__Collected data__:
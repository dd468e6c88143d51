use crate::cli::parser::Commands;
use crate::config::Config;
use crate::core::log::LogLogic;
use crate::db::pool::DbPool;
use crate::errors::AppResult;

pub fn handle(cmd: &Commands, cfg: &Config) -> AppResult<()> {
    if matches!(cmd, Commands::Log { print: true }) {
        let mut pool = DbPool::with_busy_timeout(&cfg.database, cfg.busy_timeout_ms)?;
        LogLogic::print_log(&mut pool)?;
    }

    Ok(())
}
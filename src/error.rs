//! Error taxonomy for tracker operations.
//!
//! Three failure classes exist at the façade boundary:
//!
//! * [`TrackerError::InvalidTotal`]: a rejected argument. The original
//!   "must be a number" half of validation is enforced statically by the
//!   `u64` parameter types; only positivity remains a runtime check.
//! * [`TrackerError::BarNotFound`]: an unknown registry identifier.
//! * [`TrackerError::Engine`]: the underlying rendering engine call failed.
//!   The variant carries the name of the tracker operation that issued the
//!   call plus the engine failure as its source.
//!
//! All errors surface synchronously to the immediate caller; the trackers
//! perform no retry or recovery of their own.

use thiserror::Error;

use crate::engine::EngineError;
use crate::multi::BarId;

/// An error raised by a [`SingleTracker`](crate::SingleTracker) or
/// [`MultiTracker`](crate::MultiTracker) operation.
#[derive(Debug, Error)]
pub enum TrackerError {
    /// The declared total was not a positive number.
    #[error("total must be a positive number, got {given}")]
    InvalidTotal {
        /// The rejected total.
        given: u64,
    },

    /// No bar is registered under the given identifier.
    #[error("bar with id {id} does not exist")]
    BarNotFound {
        /// The identifier that missed the registry.
        id: BarId,
    },

    /// A rendering engine call failed.
    #[error("failed to {op} progress bar: {source}")]
    Engine {
        /// The tracker operation that issued the engine call.
        op: &'static str,
        /// The underlying engine failure.
        #[source]
        source: EngineError,
    },
}

impl TrackerError {
    /// Wraps an engine failure with the name of the operation that hit it.
    #[must_use]
    pub(crate) fn engine(op: &'static str, source: EngineError) -> Self {
        Self::Engine { op, source }
    }
}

__Task description__: In the entries above, find the line holding "use crate::core::log::LogLogic;" and the line holding "argument. The original"; print both of them and every line between, exactly, and nothing else.

__Result of the task__:
use crate::core::log::LogLogic;
use crate::db::pool::DbPool;
use crate::errors::AppResult;

pub fn handle(cmd: &Commands, cfg: &Config) -> AppResult<()> {
    if matches!(cmd, Commands::Log { print: true }) {
        let mut pool = DbPool::with_busy_timeout(&cfg.database, cfg.busy_timeout_ms)?;
        LogLogic::print_log(&mut pool)?;
    }

    Ok(())
}
filename src/error.rs
//! Error taxonomy for tracker operations.
//!
//! Three failure classes exist at the façade boundary:
//!
//! * [`TrackerError::InvalidTotal`]: a rejected argument. The original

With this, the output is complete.